==== SOURCE DATA ====

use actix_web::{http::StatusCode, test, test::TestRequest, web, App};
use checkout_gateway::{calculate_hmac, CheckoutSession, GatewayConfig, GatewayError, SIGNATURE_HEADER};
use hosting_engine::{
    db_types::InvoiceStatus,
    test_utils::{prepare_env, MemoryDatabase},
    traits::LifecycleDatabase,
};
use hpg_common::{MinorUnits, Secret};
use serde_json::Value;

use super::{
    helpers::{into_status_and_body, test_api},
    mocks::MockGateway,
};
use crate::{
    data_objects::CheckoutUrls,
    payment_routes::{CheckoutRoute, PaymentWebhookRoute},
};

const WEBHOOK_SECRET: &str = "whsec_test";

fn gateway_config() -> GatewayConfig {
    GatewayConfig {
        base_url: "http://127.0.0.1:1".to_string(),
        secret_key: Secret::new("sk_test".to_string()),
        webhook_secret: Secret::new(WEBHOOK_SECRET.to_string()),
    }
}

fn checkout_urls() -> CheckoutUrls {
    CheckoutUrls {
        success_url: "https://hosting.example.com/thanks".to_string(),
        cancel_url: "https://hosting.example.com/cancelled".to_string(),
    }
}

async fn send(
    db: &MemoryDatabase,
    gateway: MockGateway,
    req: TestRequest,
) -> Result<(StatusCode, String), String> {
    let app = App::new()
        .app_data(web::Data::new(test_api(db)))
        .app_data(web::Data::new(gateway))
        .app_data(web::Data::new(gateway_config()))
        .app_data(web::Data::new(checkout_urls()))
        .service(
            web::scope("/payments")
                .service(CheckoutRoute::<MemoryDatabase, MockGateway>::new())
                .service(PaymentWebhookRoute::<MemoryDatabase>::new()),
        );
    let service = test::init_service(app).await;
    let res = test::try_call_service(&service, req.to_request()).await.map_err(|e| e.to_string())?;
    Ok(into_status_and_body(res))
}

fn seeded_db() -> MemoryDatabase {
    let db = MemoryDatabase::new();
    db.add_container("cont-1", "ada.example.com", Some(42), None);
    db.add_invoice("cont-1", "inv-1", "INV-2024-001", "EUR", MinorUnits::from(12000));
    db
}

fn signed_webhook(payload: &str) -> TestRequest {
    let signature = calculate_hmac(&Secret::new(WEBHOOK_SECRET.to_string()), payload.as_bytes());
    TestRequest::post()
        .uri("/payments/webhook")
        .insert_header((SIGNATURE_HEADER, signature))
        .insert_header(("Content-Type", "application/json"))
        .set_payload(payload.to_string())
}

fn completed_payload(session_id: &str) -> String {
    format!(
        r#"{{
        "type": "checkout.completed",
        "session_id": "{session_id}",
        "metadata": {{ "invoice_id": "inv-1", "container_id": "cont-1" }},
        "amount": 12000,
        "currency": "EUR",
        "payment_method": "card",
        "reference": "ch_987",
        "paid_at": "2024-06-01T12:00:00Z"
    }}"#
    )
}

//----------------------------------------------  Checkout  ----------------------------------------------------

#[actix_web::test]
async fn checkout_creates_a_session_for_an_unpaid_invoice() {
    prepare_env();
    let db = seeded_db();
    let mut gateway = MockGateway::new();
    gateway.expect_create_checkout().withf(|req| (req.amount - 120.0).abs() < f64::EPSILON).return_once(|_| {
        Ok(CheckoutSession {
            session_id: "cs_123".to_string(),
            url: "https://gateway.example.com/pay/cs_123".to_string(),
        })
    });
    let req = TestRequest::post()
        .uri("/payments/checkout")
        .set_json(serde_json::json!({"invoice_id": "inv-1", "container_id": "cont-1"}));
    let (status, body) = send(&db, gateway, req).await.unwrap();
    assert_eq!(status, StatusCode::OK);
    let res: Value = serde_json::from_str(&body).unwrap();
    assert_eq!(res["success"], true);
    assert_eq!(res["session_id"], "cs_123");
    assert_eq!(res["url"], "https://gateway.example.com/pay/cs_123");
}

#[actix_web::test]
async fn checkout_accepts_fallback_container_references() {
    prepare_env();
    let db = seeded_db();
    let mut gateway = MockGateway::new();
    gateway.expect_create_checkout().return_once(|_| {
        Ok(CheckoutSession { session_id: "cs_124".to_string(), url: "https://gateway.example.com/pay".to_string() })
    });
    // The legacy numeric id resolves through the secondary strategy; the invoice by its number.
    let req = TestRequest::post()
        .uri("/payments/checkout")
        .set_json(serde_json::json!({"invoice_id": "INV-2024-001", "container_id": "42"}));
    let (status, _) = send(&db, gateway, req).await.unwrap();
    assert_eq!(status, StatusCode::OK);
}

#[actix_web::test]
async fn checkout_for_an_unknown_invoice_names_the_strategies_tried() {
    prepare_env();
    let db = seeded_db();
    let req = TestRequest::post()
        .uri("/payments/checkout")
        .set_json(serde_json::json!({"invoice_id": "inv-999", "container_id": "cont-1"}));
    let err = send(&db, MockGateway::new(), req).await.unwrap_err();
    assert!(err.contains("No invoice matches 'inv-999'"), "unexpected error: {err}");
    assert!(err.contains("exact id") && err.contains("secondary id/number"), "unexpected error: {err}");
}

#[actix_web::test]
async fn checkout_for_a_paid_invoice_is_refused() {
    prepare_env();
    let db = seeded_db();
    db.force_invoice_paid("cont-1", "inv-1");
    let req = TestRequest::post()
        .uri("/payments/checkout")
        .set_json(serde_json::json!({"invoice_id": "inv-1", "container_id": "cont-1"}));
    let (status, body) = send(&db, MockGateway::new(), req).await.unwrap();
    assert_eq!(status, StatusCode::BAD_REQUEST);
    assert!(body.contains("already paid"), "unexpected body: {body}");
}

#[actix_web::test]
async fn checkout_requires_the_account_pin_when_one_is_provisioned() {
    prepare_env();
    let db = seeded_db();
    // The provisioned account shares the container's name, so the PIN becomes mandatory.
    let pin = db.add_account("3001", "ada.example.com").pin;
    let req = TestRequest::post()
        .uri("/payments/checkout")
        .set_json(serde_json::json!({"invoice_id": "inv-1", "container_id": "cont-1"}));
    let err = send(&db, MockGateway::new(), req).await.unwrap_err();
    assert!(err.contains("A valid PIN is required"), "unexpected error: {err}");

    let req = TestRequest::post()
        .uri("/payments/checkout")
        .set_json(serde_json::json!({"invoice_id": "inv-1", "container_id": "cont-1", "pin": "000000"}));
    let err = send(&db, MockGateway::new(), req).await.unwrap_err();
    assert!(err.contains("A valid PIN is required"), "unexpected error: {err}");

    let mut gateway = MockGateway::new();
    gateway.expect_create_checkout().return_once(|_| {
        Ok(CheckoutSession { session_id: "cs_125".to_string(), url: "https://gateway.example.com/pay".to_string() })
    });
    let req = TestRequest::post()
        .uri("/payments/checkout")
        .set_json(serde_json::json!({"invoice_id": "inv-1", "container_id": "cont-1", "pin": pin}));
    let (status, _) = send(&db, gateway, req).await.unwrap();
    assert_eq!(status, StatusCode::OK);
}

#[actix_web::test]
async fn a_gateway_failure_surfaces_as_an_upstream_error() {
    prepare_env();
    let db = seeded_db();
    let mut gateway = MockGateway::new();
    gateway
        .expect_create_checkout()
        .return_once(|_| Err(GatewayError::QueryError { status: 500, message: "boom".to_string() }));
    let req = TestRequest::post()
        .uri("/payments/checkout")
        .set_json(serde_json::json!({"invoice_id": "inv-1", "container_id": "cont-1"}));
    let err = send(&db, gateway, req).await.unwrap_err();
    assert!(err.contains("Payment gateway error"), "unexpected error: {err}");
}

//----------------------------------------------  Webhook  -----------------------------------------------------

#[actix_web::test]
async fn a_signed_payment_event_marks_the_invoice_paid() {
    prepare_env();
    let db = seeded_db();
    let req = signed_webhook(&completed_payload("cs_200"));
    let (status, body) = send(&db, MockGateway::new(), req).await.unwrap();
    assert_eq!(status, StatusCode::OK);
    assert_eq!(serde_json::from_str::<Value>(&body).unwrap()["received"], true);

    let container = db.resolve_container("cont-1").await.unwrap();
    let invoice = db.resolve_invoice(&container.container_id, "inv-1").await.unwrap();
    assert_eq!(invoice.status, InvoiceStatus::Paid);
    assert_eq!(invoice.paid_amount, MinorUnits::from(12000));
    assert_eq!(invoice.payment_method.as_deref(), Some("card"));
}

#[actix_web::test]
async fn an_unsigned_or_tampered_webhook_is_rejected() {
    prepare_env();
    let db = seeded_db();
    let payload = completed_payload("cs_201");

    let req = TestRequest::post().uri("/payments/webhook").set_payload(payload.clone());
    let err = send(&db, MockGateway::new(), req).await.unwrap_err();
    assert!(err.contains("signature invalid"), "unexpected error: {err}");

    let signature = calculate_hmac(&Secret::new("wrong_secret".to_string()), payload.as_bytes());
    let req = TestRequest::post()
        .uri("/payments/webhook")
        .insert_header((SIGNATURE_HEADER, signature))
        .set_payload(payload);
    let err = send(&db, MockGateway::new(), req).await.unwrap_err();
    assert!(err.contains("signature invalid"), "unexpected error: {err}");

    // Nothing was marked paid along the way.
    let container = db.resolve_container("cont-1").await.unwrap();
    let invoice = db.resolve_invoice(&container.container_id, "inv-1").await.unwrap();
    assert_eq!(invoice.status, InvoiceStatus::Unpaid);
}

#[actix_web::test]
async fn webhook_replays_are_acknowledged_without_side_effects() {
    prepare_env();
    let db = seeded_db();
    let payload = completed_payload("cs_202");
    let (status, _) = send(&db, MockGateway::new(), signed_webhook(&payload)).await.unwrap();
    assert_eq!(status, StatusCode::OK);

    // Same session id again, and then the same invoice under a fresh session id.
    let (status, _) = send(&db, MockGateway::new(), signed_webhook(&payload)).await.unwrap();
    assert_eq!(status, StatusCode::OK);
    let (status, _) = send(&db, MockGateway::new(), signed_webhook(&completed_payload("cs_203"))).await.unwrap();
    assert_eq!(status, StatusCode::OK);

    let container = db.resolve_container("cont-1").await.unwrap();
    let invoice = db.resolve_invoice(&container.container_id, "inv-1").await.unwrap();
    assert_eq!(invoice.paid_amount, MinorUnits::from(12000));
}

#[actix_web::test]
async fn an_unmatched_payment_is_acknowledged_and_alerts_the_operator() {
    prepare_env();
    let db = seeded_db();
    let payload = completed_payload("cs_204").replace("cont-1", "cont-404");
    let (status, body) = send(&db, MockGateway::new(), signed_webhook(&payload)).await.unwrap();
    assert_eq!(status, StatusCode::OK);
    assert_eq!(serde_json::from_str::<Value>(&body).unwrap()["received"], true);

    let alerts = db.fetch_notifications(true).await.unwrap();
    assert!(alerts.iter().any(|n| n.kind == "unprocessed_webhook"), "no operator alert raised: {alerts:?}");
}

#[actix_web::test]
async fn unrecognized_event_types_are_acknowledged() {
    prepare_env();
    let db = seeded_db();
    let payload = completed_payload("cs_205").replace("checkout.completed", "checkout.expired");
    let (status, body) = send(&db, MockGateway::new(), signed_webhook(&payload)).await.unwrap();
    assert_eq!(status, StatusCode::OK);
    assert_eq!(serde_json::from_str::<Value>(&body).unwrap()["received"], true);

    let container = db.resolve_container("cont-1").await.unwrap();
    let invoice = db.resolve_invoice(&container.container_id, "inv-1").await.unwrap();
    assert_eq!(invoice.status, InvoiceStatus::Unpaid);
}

====

REQUIRED WORK
Find the word "GatewayConfig" in the entries above and gather every line that holds it.

TASK RESPONSE
use checkout_gateway::{calculate_hmac, CheckoutSession, GatewayConfig, GatewayError, SIGNATURE_HEADER};
fn gateway_config() -> GatewayConfig {
    GatewayConfig {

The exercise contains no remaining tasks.